Problem statement>
Each line below from the one containing "assert_eq!(outcome.image_urls.len(), 2);" through the one containing "assert_eq!(owned.len(), 1);" is to be given again exactly, and no line outside that span.

Stored data>
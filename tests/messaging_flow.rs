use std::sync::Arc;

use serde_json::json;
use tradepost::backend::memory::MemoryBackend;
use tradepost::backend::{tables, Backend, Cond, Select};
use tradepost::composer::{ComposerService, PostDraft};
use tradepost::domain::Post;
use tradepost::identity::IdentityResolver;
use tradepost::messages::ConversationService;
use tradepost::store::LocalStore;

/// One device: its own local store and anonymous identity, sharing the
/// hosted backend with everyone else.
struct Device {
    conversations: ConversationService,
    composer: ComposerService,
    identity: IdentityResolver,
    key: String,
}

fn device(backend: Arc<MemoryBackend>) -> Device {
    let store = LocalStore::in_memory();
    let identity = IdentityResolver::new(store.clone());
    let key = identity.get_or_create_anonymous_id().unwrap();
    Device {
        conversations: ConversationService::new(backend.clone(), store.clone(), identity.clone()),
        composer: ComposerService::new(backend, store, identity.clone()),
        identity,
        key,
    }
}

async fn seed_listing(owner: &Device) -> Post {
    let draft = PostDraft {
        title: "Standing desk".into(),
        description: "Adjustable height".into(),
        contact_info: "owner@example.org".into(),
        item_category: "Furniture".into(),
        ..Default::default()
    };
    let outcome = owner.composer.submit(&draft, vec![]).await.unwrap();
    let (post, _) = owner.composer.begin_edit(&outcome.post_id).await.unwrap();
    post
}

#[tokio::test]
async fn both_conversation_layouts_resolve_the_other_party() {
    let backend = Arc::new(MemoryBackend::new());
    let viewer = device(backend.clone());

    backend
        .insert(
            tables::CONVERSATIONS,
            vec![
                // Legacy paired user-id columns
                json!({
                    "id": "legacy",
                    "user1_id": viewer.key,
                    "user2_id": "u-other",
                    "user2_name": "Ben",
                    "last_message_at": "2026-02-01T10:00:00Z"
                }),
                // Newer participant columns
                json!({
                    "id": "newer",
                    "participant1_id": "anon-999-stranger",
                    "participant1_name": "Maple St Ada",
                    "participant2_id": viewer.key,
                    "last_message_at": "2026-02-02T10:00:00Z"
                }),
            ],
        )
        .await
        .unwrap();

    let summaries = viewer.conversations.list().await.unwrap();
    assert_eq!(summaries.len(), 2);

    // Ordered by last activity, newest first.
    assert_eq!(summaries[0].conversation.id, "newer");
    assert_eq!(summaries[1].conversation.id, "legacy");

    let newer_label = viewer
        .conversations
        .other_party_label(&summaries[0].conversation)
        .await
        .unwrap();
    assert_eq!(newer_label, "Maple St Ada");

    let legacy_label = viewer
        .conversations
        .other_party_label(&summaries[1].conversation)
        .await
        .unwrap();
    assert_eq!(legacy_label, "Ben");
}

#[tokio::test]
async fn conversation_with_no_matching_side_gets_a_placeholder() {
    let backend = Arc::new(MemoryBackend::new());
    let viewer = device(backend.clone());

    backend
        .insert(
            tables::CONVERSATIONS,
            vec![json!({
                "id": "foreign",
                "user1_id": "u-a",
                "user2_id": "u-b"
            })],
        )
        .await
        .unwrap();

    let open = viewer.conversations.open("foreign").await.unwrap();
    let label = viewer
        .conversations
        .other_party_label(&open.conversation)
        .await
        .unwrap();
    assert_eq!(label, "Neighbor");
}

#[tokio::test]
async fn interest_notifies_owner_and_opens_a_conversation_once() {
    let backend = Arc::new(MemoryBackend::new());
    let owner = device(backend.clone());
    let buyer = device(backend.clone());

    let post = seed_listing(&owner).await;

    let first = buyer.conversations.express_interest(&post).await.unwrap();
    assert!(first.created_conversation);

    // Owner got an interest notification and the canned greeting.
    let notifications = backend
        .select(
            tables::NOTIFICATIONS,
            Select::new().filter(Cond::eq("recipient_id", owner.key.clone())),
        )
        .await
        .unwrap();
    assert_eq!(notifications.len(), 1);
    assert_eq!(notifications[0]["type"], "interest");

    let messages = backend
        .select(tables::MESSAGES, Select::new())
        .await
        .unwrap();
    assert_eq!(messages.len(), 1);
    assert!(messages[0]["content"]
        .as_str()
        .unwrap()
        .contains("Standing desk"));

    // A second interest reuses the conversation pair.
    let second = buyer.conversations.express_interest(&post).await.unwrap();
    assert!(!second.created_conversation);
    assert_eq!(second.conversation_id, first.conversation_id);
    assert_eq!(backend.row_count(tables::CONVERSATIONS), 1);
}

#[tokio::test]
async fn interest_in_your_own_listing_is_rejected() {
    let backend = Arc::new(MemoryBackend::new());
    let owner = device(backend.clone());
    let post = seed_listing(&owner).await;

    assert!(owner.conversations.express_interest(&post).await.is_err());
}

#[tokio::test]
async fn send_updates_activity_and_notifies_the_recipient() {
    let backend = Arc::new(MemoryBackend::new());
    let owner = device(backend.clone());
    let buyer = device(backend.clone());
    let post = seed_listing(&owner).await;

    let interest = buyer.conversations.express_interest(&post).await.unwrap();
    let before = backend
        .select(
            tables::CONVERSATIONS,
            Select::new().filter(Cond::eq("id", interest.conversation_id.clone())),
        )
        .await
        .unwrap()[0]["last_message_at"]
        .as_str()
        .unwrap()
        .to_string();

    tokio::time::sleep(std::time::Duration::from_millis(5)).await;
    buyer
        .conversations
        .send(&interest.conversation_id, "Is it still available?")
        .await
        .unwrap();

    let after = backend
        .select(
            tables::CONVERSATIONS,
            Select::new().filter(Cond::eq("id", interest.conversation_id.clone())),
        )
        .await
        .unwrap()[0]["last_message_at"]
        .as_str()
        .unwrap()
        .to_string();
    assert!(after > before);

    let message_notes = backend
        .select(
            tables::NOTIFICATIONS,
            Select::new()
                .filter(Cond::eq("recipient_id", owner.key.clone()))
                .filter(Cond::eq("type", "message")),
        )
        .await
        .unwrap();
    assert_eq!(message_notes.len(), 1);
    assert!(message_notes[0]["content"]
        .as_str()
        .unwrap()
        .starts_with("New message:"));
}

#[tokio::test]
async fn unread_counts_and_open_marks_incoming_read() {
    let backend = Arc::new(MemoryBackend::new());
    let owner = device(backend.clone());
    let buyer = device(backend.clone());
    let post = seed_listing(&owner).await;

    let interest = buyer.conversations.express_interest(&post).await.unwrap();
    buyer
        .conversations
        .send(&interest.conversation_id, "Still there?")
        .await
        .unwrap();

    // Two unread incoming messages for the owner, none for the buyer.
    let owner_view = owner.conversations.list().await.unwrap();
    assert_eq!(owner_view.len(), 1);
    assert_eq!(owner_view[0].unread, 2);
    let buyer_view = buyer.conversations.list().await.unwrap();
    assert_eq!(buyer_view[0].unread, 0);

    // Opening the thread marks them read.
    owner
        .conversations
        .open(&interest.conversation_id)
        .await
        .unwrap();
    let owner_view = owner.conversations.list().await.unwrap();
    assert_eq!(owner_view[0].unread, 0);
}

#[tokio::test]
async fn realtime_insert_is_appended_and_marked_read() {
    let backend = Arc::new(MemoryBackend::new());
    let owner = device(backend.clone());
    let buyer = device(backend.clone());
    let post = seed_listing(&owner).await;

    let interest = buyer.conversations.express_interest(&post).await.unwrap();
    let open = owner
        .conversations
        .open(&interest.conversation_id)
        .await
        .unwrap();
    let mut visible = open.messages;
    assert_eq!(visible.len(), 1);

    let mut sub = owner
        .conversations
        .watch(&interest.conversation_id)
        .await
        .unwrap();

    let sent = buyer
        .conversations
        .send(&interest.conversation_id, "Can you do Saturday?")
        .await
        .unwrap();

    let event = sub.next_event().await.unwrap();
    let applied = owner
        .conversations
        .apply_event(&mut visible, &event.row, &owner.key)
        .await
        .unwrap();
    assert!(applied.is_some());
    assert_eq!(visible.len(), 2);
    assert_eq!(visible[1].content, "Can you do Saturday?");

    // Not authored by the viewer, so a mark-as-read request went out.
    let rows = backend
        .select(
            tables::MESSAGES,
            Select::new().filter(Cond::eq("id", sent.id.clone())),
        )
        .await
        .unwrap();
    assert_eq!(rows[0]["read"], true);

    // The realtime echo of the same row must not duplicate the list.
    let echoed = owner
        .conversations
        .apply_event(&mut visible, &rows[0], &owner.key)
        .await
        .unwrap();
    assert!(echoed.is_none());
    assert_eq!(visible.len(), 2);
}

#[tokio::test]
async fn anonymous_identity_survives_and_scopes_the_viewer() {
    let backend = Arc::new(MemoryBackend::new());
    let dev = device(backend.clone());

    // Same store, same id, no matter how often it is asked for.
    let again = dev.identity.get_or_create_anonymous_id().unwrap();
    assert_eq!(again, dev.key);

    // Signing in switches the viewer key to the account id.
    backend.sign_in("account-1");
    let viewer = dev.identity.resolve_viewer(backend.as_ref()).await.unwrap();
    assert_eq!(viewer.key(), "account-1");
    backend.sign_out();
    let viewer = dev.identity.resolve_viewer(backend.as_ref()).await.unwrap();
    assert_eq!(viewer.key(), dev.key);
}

==

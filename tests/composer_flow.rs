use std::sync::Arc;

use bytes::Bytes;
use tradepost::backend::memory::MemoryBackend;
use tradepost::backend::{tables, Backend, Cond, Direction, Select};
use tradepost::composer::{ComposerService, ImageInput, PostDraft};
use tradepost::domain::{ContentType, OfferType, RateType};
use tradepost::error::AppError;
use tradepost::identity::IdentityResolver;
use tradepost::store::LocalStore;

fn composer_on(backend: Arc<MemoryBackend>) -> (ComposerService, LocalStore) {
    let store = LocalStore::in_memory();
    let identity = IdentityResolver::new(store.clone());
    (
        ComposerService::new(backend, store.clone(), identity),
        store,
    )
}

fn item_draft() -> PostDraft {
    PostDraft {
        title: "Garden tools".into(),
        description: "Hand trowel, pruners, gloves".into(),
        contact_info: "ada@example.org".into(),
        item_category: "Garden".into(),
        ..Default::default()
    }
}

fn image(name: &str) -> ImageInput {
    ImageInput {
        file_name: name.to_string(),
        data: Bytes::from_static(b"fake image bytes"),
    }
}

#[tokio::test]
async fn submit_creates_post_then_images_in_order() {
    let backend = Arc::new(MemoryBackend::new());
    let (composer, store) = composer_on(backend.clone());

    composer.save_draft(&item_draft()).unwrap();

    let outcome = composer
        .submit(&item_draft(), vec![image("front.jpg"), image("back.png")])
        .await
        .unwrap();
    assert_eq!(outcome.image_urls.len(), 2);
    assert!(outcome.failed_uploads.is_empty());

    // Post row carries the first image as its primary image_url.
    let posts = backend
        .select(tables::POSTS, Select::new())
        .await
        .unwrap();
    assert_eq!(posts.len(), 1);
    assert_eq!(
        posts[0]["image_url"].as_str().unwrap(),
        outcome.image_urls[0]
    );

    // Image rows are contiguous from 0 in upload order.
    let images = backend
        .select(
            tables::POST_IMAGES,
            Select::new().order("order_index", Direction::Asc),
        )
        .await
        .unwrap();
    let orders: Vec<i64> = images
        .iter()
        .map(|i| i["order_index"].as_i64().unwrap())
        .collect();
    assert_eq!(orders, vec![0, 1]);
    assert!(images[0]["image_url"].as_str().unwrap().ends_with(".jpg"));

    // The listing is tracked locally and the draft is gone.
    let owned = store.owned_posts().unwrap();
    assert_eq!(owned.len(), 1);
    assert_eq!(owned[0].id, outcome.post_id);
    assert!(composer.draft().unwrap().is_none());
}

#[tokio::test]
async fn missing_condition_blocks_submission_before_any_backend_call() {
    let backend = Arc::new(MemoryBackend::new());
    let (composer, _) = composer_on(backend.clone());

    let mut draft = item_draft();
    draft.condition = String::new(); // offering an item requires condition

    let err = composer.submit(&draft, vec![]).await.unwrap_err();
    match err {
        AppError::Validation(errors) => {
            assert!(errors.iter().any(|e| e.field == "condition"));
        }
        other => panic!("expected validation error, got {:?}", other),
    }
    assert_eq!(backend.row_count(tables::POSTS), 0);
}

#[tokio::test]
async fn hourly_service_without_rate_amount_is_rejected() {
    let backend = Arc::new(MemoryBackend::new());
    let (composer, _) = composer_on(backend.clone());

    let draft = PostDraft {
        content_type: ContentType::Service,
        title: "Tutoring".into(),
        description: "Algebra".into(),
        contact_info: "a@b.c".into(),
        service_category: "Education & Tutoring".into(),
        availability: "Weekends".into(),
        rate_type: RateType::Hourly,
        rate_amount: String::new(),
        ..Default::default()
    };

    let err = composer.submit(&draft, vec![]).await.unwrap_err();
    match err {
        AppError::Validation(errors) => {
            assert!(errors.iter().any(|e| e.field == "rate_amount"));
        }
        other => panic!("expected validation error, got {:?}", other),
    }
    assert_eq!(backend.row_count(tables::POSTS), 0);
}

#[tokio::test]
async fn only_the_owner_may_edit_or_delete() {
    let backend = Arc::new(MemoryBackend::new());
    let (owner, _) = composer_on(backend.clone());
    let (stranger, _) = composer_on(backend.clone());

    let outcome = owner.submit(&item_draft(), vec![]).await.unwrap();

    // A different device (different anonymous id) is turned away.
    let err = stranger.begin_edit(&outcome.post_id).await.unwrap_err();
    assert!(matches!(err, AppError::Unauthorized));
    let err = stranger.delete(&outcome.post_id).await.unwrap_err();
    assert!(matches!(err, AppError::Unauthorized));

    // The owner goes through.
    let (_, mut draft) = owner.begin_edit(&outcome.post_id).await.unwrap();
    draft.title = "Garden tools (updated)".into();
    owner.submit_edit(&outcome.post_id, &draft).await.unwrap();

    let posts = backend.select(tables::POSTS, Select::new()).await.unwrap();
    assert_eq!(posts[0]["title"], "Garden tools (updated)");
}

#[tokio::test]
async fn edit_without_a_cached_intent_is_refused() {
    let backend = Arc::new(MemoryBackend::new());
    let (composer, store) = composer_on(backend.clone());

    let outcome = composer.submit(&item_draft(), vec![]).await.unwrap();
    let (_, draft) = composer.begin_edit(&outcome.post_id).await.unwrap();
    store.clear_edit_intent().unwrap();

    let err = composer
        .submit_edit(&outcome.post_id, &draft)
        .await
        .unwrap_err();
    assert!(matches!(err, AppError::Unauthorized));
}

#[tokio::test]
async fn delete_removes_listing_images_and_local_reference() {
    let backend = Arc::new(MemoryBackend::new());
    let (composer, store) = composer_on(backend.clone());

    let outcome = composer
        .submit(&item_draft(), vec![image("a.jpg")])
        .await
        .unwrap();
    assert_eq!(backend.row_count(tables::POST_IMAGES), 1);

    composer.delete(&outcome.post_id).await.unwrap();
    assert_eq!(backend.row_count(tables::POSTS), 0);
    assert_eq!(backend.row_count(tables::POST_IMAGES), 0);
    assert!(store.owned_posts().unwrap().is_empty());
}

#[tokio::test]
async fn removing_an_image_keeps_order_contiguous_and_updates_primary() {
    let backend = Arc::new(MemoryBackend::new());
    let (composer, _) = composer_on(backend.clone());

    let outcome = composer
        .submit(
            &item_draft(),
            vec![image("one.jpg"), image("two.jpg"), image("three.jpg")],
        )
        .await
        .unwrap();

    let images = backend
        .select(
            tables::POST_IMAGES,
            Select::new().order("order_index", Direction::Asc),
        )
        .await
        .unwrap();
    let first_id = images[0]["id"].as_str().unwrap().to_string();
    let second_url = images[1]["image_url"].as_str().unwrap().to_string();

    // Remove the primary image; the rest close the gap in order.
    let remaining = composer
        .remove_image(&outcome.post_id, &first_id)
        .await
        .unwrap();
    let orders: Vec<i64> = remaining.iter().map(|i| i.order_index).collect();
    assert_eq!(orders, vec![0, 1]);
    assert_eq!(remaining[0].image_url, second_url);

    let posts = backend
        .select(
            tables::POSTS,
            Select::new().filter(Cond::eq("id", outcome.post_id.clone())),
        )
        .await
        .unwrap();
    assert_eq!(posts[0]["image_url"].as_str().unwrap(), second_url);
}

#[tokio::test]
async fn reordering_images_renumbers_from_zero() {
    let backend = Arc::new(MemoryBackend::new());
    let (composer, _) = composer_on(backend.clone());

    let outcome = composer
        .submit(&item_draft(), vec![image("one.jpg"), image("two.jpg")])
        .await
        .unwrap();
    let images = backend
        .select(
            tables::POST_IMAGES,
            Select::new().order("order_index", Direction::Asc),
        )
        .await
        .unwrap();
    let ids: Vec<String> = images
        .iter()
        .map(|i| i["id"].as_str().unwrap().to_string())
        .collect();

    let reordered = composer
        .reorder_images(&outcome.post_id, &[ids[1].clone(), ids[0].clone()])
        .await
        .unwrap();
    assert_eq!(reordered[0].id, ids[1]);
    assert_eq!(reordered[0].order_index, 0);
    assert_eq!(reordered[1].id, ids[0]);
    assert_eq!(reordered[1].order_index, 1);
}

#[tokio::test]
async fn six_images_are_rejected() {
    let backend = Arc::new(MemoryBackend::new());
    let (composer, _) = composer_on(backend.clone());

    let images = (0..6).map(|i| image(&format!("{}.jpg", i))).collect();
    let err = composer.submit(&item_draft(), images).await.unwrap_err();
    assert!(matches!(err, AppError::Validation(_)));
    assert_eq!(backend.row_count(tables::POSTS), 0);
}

==

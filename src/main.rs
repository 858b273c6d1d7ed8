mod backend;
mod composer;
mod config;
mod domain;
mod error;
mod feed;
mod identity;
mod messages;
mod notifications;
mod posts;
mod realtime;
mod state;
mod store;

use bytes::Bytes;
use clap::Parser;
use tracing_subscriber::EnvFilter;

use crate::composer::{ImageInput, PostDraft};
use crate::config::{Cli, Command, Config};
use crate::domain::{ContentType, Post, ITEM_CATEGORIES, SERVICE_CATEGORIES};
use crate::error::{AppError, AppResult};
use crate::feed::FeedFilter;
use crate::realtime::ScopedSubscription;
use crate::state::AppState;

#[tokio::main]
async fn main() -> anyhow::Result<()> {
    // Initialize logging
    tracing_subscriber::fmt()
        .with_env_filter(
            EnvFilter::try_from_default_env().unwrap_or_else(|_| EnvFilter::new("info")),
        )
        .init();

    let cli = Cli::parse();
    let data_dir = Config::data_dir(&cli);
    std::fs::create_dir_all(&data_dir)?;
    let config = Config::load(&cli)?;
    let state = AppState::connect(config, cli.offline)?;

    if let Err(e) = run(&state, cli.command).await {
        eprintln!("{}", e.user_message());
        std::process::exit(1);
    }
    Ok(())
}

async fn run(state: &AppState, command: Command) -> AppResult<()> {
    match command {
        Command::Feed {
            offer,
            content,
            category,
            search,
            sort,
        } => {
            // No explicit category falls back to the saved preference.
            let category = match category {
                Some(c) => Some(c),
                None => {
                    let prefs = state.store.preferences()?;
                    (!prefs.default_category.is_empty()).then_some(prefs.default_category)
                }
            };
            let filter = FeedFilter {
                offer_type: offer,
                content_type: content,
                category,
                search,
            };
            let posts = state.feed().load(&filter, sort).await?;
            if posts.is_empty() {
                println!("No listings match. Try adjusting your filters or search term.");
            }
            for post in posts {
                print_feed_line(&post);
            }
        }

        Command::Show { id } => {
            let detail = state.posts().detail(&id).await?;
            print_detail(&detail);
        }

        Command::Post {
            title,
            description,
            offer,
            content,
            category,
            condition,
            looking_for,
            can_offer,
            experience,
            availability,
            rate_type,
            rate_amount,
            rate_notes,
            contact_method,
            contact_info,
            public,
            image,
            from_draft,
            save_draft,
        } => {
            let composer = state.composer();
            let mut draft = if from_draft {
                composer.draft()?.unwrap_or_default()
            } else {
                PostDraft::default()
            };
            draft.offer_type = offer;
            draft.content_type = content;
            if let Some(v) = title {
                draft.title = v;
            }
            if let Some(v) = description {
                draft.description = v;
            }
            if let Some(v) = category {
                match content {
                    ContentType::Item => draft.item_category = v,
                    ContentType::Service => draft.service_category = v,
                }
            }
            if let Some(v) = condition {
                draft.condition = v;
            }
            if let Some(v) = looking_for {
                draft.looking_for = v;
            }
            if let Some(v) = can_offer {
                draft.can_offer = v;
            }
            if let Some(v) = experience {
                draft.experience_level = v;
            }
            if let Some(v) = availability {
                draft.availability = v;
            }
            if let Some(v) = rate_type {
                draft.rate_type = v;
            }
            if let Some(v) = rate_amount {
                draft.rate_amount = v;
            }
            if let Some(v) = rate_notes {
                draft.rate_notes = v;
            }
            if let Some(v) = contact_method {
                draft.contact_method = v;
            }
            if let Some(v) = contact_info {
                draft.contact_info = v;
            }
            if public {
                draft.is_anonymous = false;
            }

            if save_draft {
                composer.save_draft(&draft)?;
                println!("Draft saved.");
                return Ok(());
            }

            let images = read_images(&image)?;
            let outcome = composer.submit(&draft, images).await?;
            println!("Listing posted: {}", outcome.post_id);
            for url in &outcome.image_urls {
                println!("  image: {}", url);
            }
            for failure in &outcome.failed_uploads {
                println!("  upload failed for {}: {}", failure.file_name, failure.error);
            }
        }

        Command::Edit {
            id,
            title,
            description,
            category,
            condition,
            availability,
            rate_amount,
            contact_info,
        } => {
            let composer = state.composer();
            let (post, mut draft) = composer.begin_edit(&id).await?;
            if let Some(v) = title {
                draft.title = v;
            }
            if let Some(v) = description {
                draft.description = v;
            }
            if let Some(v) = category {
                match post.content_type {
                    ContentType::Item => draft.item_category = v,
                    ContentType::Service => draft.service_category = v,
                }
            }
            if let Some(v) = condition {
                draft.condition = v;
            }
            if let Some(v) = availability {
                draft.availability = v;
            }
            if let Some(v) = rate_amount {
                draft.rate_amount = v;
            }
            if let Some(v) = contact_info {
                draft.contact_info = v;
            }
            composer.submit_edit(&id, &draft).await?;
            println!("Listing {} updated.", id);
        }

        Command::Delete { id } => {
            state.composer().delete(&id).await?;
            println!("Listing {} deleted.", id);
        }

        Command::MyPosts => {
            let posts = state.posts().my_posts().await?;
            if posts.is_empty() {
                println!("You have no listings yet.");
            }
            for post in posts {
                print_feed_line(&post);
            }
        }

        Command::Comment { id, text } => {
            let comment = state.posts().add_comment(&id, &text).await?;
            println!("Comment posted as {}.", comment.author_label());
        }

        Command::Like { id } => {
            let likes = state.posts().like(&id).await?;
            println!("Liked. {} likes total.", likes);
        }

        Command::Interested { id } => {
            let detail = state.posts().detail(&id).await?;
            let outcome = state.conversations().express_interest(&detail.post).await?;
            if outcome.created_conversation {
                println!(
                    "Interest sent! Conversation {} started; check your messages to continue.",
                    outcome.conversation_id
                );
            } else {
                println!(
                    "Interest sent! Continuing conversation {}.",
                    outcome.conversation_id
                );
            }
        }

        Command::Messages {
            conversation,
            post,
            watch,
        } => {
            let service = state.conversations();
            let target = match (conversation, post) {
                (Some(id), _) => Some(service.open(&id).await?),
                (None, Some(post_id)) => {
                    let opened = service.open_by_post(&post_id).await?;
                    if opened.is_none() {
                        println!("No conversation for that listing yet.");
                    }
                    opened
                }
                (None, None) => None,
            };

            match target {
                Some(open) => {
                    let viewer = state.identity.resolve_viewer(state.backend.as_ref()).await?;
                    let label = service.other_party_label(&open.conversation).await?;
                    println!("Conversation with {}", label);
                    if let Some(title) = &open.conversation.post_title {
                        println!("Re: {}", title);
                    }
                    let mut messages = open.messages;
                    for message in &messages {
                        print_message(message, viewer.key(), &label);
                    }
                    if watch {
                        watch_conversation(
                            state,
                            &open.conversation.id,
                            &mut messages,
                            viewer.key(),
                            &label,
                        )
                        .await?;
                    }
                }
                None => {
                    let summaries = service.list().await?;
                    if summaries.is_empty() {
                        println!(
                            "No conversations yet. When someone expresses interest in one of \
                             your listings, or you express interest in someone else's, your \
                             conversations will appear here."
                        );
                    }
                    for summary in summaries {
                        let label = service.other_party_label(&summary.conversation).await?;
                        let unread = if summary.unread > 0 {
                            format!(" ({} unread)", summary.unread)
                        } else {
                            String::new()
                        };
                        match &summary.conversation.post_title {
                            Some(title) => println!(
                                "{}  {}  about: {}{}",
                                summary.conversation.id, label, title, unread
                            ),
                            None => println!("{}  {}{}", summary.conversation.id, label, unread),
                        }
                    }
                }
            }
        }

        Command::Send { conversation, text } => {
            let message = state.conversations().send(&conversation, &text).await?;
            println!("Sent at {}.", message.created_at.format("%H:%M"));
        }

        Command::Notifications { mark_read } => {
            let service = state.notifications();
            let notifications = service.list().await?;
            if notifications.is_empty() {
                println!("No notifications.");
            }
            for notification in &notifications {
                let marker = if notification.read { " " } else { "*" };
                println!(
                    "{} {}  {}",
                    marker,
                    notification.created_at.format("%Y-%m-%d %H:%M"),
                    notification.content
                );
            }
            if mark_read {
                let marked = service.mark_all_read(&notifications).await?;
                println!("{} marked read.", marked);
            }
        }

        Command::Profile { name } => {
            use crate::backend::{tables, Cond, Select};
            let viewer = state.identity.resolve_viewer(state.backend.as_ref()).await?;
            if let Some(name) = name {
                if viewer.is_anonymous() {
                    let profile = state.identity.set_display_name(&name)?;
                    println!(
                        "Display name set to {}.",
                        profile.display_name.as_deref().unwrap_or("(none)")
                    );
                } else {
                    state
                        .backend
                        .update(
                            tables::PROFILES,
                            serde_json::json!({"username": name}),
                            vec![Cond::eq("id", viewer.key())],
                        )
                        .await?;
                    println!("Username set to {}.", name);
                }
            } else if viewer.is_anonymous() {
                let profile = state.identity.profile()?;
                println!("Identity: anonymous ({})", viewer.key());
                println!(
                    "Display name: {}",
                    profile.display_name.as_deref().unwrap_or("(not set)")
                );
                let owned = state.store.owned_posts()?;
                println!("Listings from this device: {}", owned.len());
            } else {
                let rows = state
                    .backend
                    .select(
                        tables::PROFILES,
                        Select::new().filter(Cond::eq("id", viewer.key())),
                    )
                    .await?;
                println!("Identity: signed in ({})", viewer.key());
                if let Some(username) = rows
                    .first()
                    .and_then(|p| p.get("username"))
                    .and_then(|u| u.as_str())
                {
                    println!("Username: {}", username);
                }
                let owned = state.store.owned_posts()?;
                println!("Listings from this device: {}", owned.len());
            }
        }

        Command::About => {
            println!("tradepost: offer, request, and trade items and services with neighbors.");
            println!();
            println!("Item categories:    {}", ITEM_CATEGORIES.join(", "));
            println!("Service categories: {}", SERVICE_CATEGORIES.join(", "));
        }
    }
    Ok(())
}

Result of this task>
    assert_eq!(outcome.image_urls.len(), 2);
    assert!(outcome.failed_uploads.is_empty());

    // Post row carries the first image as its primary image_url.
    let posts = backend
        .select(tables::POSTS, Select::new())
        .await
        .unwrap();
    assert_eq!(posts.len(), 1);
    assert_eq!(
        posts[0]["image_url"].as_str().unwrap(),
        outcome.image_urls[0]
    );

    // Image rows are contiguous from 0 in upload order.
    let images = backend
        .select(
            tables::POST_IMAGES,
            Select::new().order("order_index", Direction::Asc),
        )
        .await
        .unwrap();
    let orders: Vec<i64> = images
        .iter()
        .map(|i| i["order_index"].as_i64().unwrap())
        .collect();
    assert_eq!(orders, vec![0, 1]);
    assert!(images[0]["image_url"].as_str().unwrap().ends_with(".jpg"));

    // The listing is tracked locally and the draft is gone.
    let owned = store.owned_posts().unwrap();
    assert_eq!(owned.len(), 1);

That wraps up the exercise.